Biden will also encourage G-7 partners to make good on their pledges to COVAX, an initiative by the World Health Organization to improve access to vaccines, according to a senior administration official, who spoke on condition of anonymity to preview Biden’s announcement.

Former President Donald Trump declined to participate in the COVAX initiative because of its ties to WHO, the Geneva-based agency that Trump accused of covering up China’s missteps in handling the virus at the start of the public health crisis.

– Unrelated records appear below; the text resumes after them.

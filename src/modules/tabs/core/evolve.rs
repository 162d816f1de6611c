// Evolve: combine a prior state with a new event to produce the next state.
//
// Boundaries
// - No input or output. No side effects. Replaying a stream must always yield the same state.

use crate::modules::tabs::core::events::TabEvent;
use crate::modules::tabs::core::state::TabState;

pub fn evolve(state: TabState, event: TabEvent) -> TabState {
    match (state, event) {
        (TabState::None, TabEvent::TabOpenedV1(e)) => TabState::Open {
            id: e.id,
            table_number: e.table_number,
            waiter: e.waiter,
        },
        (state, _) => state,
    }
}

#[cfg(test)]
mod tab_evolve_tests {
    use super::*;
    use crate::modules::tabs::core::events::v1::tab_opened::TabOpenedV1;
    use crate::tests::fixtures::events::tab_opened_v1::make_tab_opened_v1_event;
    use rstest::{fixture, rstest};

    #[fixture]
    fn opened_event() -> TabOpenedV1 {
        make_tab_opened_v1_event()
    }

    #[rstest]
    fn it_should_evolve_the_state_to_open(opened_event: TabOpenedV1) {
        let state = evolve(TabState::None, TabEvent::TabOpenedV1(opened_event.clone()));
        assert_eq!(
            state,
            TabState::Open {
                id: opened_event.id,
                table_number: 42,
                waiter: "Derek".to_string(),
            }
        );
    }

    #[rstest]
    fn it_should_not_change_on_a_second_opened_event(opened_event: TabOpenedV1) {
        let open = evolve(TabState::None, TabEvent::TabOpenedV1(opened_event.clone()));
        let reopened = TabOpenedV1 {
            table_number: 7,
            waiter: "Someone Else".to_string(),
            ..opened_event
        };
        let next = evolve(open.clone(), TabEvent::TabOpenedV1(reopened));
        assert_eq!(next, open, "state should be unchanged by fallback arm");
    }

    #[rstest]
    fn it_should_fold_a_stream_in_order(opened_event: TabOpenedV1) {
        let events = vec![TabEvent::TabOpenedV1(opened_event.clone())];
        let state = events.into_iter().fold(TabState::None, evolve);
        assert!(state.is_open());
    }
}
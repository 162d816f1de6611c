// Subscriber dispatch for committed events.
//
// Purpose
// - Let projections and side effects observe every event a store commits.
//
// Responsibilities
// - Keep handlers per event type in registration order.
// - Deliver each committed event to its handlers, in stream order, once.
// - Isolate handler failures: log and continue. The commit is never undone.

use crate::shared::core::primitives::DomainEvent;
use async_trait::async_trait;
use parking_lot::RwLock;
use std::sync::Arc;

#[async_trait]
pub trait Subscriber<Event>: Send + Sync {
    async fn handle(&self, event: &Event) -> anyhow::Result<()>;
}

pub struct Subscribers<Event> {
    handlers: RwLock<Vec<(&'static str, Arc<dyn Subscriber<Event>>)>>,
}

impl<Event> Default for Subscribers<Event> {
    fn default() -> Self {
        Self {
            handlers: RwLock::new(Vec::new()),
        }
    }
}

impl<Event: DomainEvent> Subscribers<Event> {
    pub fn new() -> Self {
        Self::default()
    }

    pub fn subscribe(&self, event_type: &'static str, handler: Arc<dyn Subscriber<Event>>) {
        self.handlers.write().push((event_type, handler));
    }

    pub fn len(&self) -> usize {
        self.handlers.read().len()
    }

    pub fn is_empty(&self) -> bool {
        self.handlers.read().is_empty()
    }

    /// Deliver `events` to their handlers and return how many deliveries failed.
    pub async fn dispatch(&self, events: &[Event]) -> usize {
        let mut failed = 0;
        for event in events {
            // Clone the matching handlers out so no lock is held across an await.
            let handlers: Vec<Arc<dyn Subscriber<Event>>> = self
                .handlers
                .read()
                .iter()
                .filter(|(event_type, _)| *event_type == event.event_type())
                .map(|(_, handler)| Arc::clone(handler))
                .collect();

            for handler in handlers {
                if let Err(error) = handler.handle(event).await {
                    failed += 1;
                    tracing::warn!(
                        aggregate_id = %event.aggregate_id(),
                        event_type = event.event_type(),
                        error = %error,
                        "subscriber failed to handle committed event"
                    );
                }
            }
        }
        failed
    }
}
// In memory implementation of the EventStore port.
//
// Purpose
// - Support command handler tests and single-process use without a database.
//
// Responsibilities
// - Keep one independently swappable event list per aggregate.
// - Enforce optimistic concurrency by checking the expected version, then publish the
//   extended list with a compare-and-swap. A lost swap re-reads and re-checks.
//
// Invariants
// - A published list is never mutated. Readers holding it keep a consistent snapshot.
// - The arena lock only guards slot lookup and creation, never an append.

use crate::shared::core::primitives::{AggregateId, DomainEvent};
use crate::shared::infrastructure::event_store::{
    EventStore, EventStoreError, LoadedStream, ensure_single_aggregate,
};
use crate::shared::infrastructure::subscribers::Subscribers;
use arc_swap::ArcSwap;
use parking_lot::RwLock;
use std::collections::HashMap;
use std::sync::Arc;

struct StreamSlot<Event> {
    events: ArcSwap<Vec<Event>>,
}

impl<Event> StreamSlot<Event> {
    fn new() -> Self {
        Self {
            events: ArcSwap::from_pointee(Vec::new()),
        }
    }
}

pub struct InMemoryEventStore<Event: DomainEvent> {
    streams: RwLock<HashMap<AggregateId, Arc<StreamSlot<Event>>>>,
    subscribers: Subscribers<Event>,
}

impl<Event: DomainEvent> Default for InMemoryEventStore<Event> {
    fn default() -> Self {
        Self {
            streams: RwLock::new(HashMap::new()),
            subscribers: Subscribers::new(),
        }
    }
}

impl<Event: DomainEvent> InMemoryEventStore<Event> {
    pub fn new() -> Self {
        Self::default()
    }

    /// Number of aggregates with a stream slot.
    pub fn stream_count(&self) -> usize {
        self.streams.read().len()
    }

    fn existing_slot(&self, aggregate_id: AggregateId) -> Option<Arc<StreamSlot<Event>>> {
        self.streams.read().get(&aggregate_id).map(Arc::clone)
    }

    fn slot(&self, aggregate_id: AggregateId) -> Arc<StreamSlot<Event>> {
        if let Some(slot) = self.existing_slot(aggregate_id) {
            return slot;
        }
        let mut streams = self.streams.write();
        Arc::clone(
            streams
                .entry(aggregate_id)
                .or_insert_with(|| Arc::new(StreamSlot::new())),
        )
    }
}

#[async_trait::async_trait]
impl<Event> EventStore<Event> for InMemoryEventStore<Event>
where
    Event: DomainEvent,
{
    async fn load(&self, aggregate_id: AggregateId) -> Result<LoadedStream<Event>, EventStoreError> {
        let Some(slot) = self.existing_slot(aggregate_id) else {
            return Ok(LoadedStream::empty());
        };
        let snapshot = slot.events.load_full();
        Ok(LoadedStream {
            events: snapshot.as_ref().clone(),
            version: snapshot.len() as u64,
        })
    }

    async fn append(
        &self,
        aggregate_id: AggregateId,
        expected_version: u64,
        new_events: &[Event],
    ) -> Result<(), EventStoreError> {
        ensure_single_aggregate(aggregate_id, new_events)?;
        let slot = self.slot(aggregate_id);

        loop {
            let current = slot.events.load_full();
            let actual = current.len() as u64;
            if actual != expected_version {
                return Err(EventStoreError::VersionMismatch {
                    aggregate_id,
                    expected: expected_version,
                    actual,
                });
            }
            if new_events.is_empty() {
                return Ok(());
            }

            let mut next = Vec::with_capacity(current.len() + new_events.len());
            next.extend(current.iter().cloned());
            next.extend_from_slice(new_events);

            let previous = slot.events.compare_and_swap(&current, Arc::new(next));
            if Arc::ptr_eq(&current, &*previous) {
                break;
            }
            tracing::trace!(%aggregate_id, expected_version, "lost compare-and-swap, retrying");
        }

        tracing::debug!(
            %aggregate_id,
            from_version = expected_version,
            count = new_events.len(),
            "appended events"
        );
        self.subscribers.dispatch(new_events).await;
        Ok(())
    }

    fn subscribers(&self) -> &Subscribers<Event> {
        &self.subscribers
    }
}
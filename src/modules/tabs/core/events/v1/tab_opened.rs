use crate::shared::core::primitives::AggregateId;
use serde::{Deserialize, Serialize};

#[derive(Debug, Clone, Serialize, Deserialize, PartialEq, Eq)]
pub struct TabOpenedV1 {
    pub id: AggregateId,
    pub table_number: u32,
    pub waiter: String,
}
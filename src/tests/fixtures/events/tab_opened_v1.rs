use crate::modules::tabs::core::events::v1::tab_opened::TabOpenedV1;
use crate::shared::core::primitives::AggregateId;

pub fn make_tab_opened_v1_event() -> TabOpenedV1 {
    make_tab_opened_v1_event_for(AggregateId::new())
}

pub fn make_tab_opened_v1_event_for(id: AggregateId) -> TabOpenedV1 {
    TabOpenedV1 {
        id,
        table_number: 42,
        waiter: "Derek".to_string(),
    }
}
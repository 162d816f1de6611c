// JSON implementation of the EventCodec port.

use crate::shared::core::primitives::DomainEvent;
use crate::shared::infrastructure::codec::{CodecError, EncodedEvent, EventCodec};
use serde::Serialize;
use serde::de::DeserializeOwned;
use std::marker::PhantomData;

pub struct JsonCodec<Event> {
    _event: PhantomData<fn() -> Event>,
}

impl<Event> JsonCodec<Event> {
    pub const fn new() -> Self {
        Self {
            _event: PhantomData,
        }
    }
}

impl<Event> Default for JsonCodec<Event> {
    fn default() -> Self {
        Self::new()
    }
}

impl<Event> EventCodec<Event> for JsonCodec<Event>
where
    Event: DomainEvent + Serialize + DeserializeOwned,
{
    fn encode(&self, event: &Event) -> Result<EncodedEvent, CodecError> {
        let event_type = event.event_type();
        let body = serde_json::to_vec(event).map_err(|source| CodecError::Encode {
            event_type: event_type.to_string(),
            source,
        })?;
        Ok(EncodedEvent {
            event_type: event_type.to_string(),
            body,
        })
    }

    fn decode(&self, event_type: &str, body: &[u8]) -> Result<Event, CodecError> {
        if !Event::EVENT_TYPES.contains(&event_type) {
            return Err(CodecError::UnknownEventType(event_type.to_string()));
        }
        let event: Event = serde_json::from_slice(body).map_err(|source| CodecError::Decode {
            event_type: event_type.to_string(),
            source,
        })?;
        if event.event_type() != event_type {
            return Err(CodecError::TypeMismatch {
                expected: event_type.to_string(),
                actual: event.event_type().to_string(),
            });
        }
        Ok(event)
    }

    fn event_types(&self) -> &[&'static str] {
        Event::EVENT_TYPES
    }
}
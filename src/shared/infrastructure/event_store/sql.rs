// SQLite implementation of the EventStore port.
//
// Purpose
// - Persist event streams across process restarts with the same contract as the in memory store.
//
// Responsibilities
// - Register the aggregate and insert the whole batch in one transaction. Registering comes
//   first so the transaction holds the write lock before it reads the stream length.
// - Check the stream length inside the transaction, so a caller that overshoots cannot leave a gap.
// - Rely on the primary key (aggregate_id, sequence_number) to reject a concurrent writer that
//   passed the same check.
// - Decode rows lazily and in sequence order when reading.
//
// Error mapping
// - Count differs from the expected version: VersionMismatch.
// - Primary key collision: SequenceConflict.
// - Anything else reported by sqlx (closed or exhausted pool, busy database, I/O): StorageUnavailable.
//   The transaction is dropped on every error path, which rolls it back.

use crate::config::{DEFAULT_BATCH_SIZE, EventStoreConfig};
use crate::shared::core::primitives::{AggregateId, DomainEvent};
use crate::shared::infrastructure::codec::{EncodedEvent, EventCodec};
use crate::shared::infrastructure::event_store::{
    EventStore, EventStoreError, LoadedStream, RecordedEvent, ensure_single_aggregate,
};
use crate::shared::infrastructure::subscribers::Subscribers;
use chrono::{DateTime, Utc};
use futures::stream::BoxStream;
use futures::{StreamExt, TryStreamExt};
use sqlx::error::DatabaseError;
use sqlx::sqlite::{SqliteConnectOptions, SqlitePool, SqlitePoolOptions};
use sqlx::{Executor, QueryBuilder, Sqlite};
use std::marker::PhantomData;
use std::str::FromStr;
use uuid::Uuid;

const SCHEMA: &str = r"
CREATE TABLE IF NOT EXISTS aggregates (
    id BLOB PRIMARY KEY NOT NULL,
    aggregate_type TEXT NOT NULL
);
CREATE TABLE IF NOT EXISTS events (
    aggregate_id BLOB NOT NULL REFERENCES aggregates (id),
    sequence_number INTEGER NOT NULL,
    event_type TEXT NOT NULL,
    body BLOB NOT NULL,
    recorded_at TEXT NOT NULL,
    PRIMARY KEY (aggregate_id, sequence_number)
);
";

const SELECT_STREAM: &str = r"
SELECT aggregate_id, sequence_number, event_type, body, recorded_at
FROM events
WHERE aggregate_id = ?
ORDER BY sequence_number";

const COUNT_STREAM: &str = "SELECT COUNT(*) FROM events WHERE aggregate_id = ?";

const REGISTER_AGGREGATE: &str =
    "INSERT INTO aggregates (id, aggregate_type) VALUES (?, ?) ON CONFLICT (id) DO NOTHING";

const INSERT_EVENTS: &str =
    "INSERT INTO events (aggregate_id, sequence_number, event_type, body, recorded_at) ";

// SQLite extended result codes for UNIQUE and PRIMARY KEY constraint failures.
const SQLITE_CONSTRAINT_CODES: [&str; 2] = ["2067", "1555"];

#[derive(Debug, sqlx::FromRow)]
struct EventRow {
    aggregate_id: Uuid,
    sequence_number: i64,
    event_type: String,
    body: Vec<u8>,
    recorded_at: DateTime<Utc>,
}

pub struct SqlEventStore<Event, Codec> {
    pool: SqlitePool,
    codec: Codec,
    batch_size: usize,
    subscribers: Subscribers<Event>,
    _event: PhantomData<fn() -> Event>,
}

impl<Event, Codec> SqlEventStore<Event, Codec>
where
    Event: DomainEvent,
    Codec: EventCodec<Event>,
{
    pub fn from_pool(pool: SqlitePool, codec: Codec) -> Self {
        Self {
            pool,
            codec,
            batch_size: DEFAULT_BATCH_SIZE,
            subscribers: Subscribers::new(),
            _event: PhantomData,
        }
    }

    /// Open a pool for `config.url` and wrap it.
    ///
    /// An in-memory database exists per connection, so its pool is pinned to one long-lived connection.
    pub async fn connect(config: &EventStoreConfig, codec: Codec) -> Result<Self, EventStoreError> {
        let options = SqliteConnectOptions::from_str(&config.url)
            .map_err(EventStoreError::Configuration)?
            .create_if_missing(true);

        let in_memory = config.url.contains(":memory:") || config.url.contains("mode=memory");
        let max_connections = if in_memory { 1 } else { config.max_connections };
        let mut pool_options = SqlitePoolOptions::new()
            .max_connections(max_connections)
            .acquire_timeout(config.acquire_timeout);
        if in_memory {
            pool_options = pool_options
                .min_connections(1)
                .idle_timeout(None)
                .max_lifetime(None);
        }

        let pool = pool_options
            .connect_with(options)
            .await
            .map_err(EventStoreError::StorageUnavailable)?;

        tracing::info!(
            max_connections,
            in_memory,
            "connected to SQLite event store"
        );
        Ok(Self::from_pool(pool, codec).with_batch_size(config.batch_size))
    }

    #[must_use]
    pub fn with_batch_size(mut self, size: usize) -> Self {
        self.batch_size = size.max(1);
        self
    }

    /// Create the `aggregates` and `events` tables if they do not exist yet.
    pub async fn ensure_schema(&self) -> Result<(), EventStoreError> {
        sqlx::raw_sql(SCHEMA)
            .execute(&self.pool)
            .await
            .map_err(EventStoreError::StorageUnavailable)?;
        Ok(())
    }

    pub const fn pool(&self) -> &SqlitePool {
        &self.pool
    }

    pub async fn close(&self) {
        self.pool.close().await;
        tracing::info!("SQLite event store closed");
    }

    pub async fn version(&self, aggregate_id: AggregateId) -> Result<u64, EventStoreError> {
        count_events(&self.pool, aggregate_id)
            .await
            .map_err(EventStoreError::StorageUnavailable)
    }

    /// Stream the committed events of `aggregate_id` in sequence order.
    ///
    /// Rows are fetched and decoded as the stream is polled. The stream is single-pass;
    /// call again to read the aggregate afresh.
    pub fn read_stream(
        &self,
        aggregate_id: AggregateId,
    ) -> BoxStream<'_, Result<RecordedEvent<Event>, EventStoreError>> {
        sqlx::query_as::<_, EventRow>(SELECT_STREAM)
            .bind(aggregate_id.into_uuid())
            .fetch(&self.pool)
            .map(move |row| self.decode_row(row.map_err(EventStoreError::StorageUnavailable)?))
            .boxed()
    }

    fn decode_row(&self, row: EventRow) -> Result<RecordedEvent<Event>, EventStoreError> {
        let event = self.codec.decode(&row.event_type, &row.body)?;
        Ok(RecordedEvent {
            aggregate_id: AggregateId::from_uuid(row.aggregate_id),
            sequence_number: u64::try_from(row.sequence_number).unwrap_or_default(),
            recorded_at: row.recorded_at,
            event,
        })
    }
}

#[async_trait::async_trait]
impl<Event, Codec> EventStore<Event> for SqlEventStore<Event, Codec>
where
    Event: DomainEvent,
    Codec: EventCodec<Event>,
{
    async fn load(&self, aggregate_id: AggregateId) -> Result<LoadedStream<Event>, EventStoreError> {
        let events: Vec<Event> = self
            .read_stream(aggregate_id)
            .map_ok(|recorded| recorded.event)
            .try_collect()
            .await?;
        let version = events.len() as u64;
        tracing::debug!(%aggregate_id, version, "loaded events");
        Ok(LoadedStream { events, version })
    }

    async fn append(
        &self,
        aggregate_id: AggregateId,
        expected_version: u64,
        new_events: &[Event],
    ) -> Result<(), EventStoreError> {
        ensure_single_aggregate(aggregate_id, new_events)?;
        let encoded = new_events
            .iter()
            .map(|event| self.codec.encode(event))
            .collect::<Result<Vec<EncodedEvent>, _>>()?;
        let recorded_at = Utc::now();
        let id = aggregate_id.into_uuid();

        let mut tx = self
            .pool
            .begin()
            .await
            .map_err(EventStoreError::StorageUnavailable)?;

        // Writing first takes the database write lock, so the count below cannot go stale.
        sqlx::query(REGISTER_AGGREGATE)
            .bind(id)
            .bind(Event::AGGREGATE_TYPE)
            .execute(&mut *tx)
            .await
            .map_err(|error| write_error(error, aggregate_id, expected_version))?;

        let actual = count_events(&mut *tx, aggregate_id)
            .await
            .map_err(EventStoreError::StorageUnavailable)?;
        if actual != expected_version {
            return Err(EventStoreError::VersionMismatch {
                aggregate_id,
                expected: expected_version,
                actual,
            });
        }
        if encoded.is_empty() {
            return Ok(());
        }

        // The count above matched, so it fits in the column type.
        let first_sequence = i64::try_from(actual).unwrap_or(i64::MAX);
        let numbered: Vec<(i64, EncodedEvent)> = (first_sequence..).zip(encoded).collect();
        for chunk in numbered.chunks(self.batch_size) {
            let mut insert = QueryBuilder::<Sqlite>::new(INSERT_EVENTS);
            insert.push_values(chunk, |mut row, (sequence_number, event)| {
                row.push_bind(id)
                    .push_bind(*sequence_number)
                    .push_bind(event.event_type.clone())
                    .push_bind(event.body.clone())
                    .push_bind(recorded_at);
            });
            insert
                .build()
                .execute(&mut *tx)
                .await
                .map_err(|error| write_error(error, aggregate_id, expected_version))?;
        }

        tx.commit()
            .await
            .map_err(|error| write_error(error, aggregate_id, expected_version))?;

        tracing::debug!(
            %aggregate_id,
            from_version = expected_version,
            count = new_events.len(),
            "committed events"
        );
        self.subscribers.dispatch(new_events).await;
        Ok(())
    }

    fn subscribers(&self) -> &Subscribers<Event> {
        &self.subscribers
    }
}

async fn count_events<'c, E>(executor: E, aggregate_id: AggregateId) -> Result<u64, sqlx::Error>
where
    E: Executor<'c, Database = Sqlite>,
{
    let count = sqlx::query_scalar::<_, i64>(COUNT_STREAM)
        .bind(aggregate_id.into_uuid())
        .fetch_one(executor)
        .await?;
    Ok(u64::try_from(count).unwrap_or_default())
}

fn write_error(error: sqlx::Error, aggregate_id: AggregateId, expected: u64) -> EventStoreError {
    match &error {
        sqlx::Error::Database(database_error) if is_sequence_collision(database_error.as_ref()) => {
            tracing::debug!(%aggregate_id, expected, "sequence number already taken");
            EventStoreError::SequenceConflict {
                aggregate_id,
                expected,
            }
        }
        _ => EventStoreError::StorageUnavailable(error),
    }
}

fn is_sequence_collision(error: &dyn DatabaseError) -> bool {
    error.is_unique_violation()
        || error
            .code()
            .is_some_and(|code| SQLITE_CONSTRAINT_CODES.iter().any(|known| code == *known))
}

The $4 billion in US funding was approved by Congress in December and will be distributed through 2022.

The US is committed to working through COVAX to ensure “equitable distribution of vaccines and funding globally,” White House press secretary Jen Psaki told reporters on Thursday.

It remains to be seen how G-7 allies will take Biden’s calls for greater international cooperation on vaccine distribution given that the U.S. refused to take part in the initiative under Trump and that there are growing calls for the Biden administration to distribute some US-manufactured vaccine supplies overseas.

French President Emmanuel Macron, in an interview Thursday, called on the US and European nations to allocate up to 5 percent of current vaccine supplies to developing countries — the kind of vaccine diplomacy that China and Russia have begun deploying.

And earlier this week, U.N. Secretary-General Antonio Guterres sharply criticized the “wildly uneven and unfair” distribution of Covd-19 vaccines, noting 10 countries have administered 75 percent of all vaccinations.

Last month, Canadian Prime Minister Justin Trudeau also raised with Biden the prospect of Canada getting the vaccine from pharmaceutical giant Pfizer’s facility in Kalamazoo, Michigan, according to a senior Canadian government official.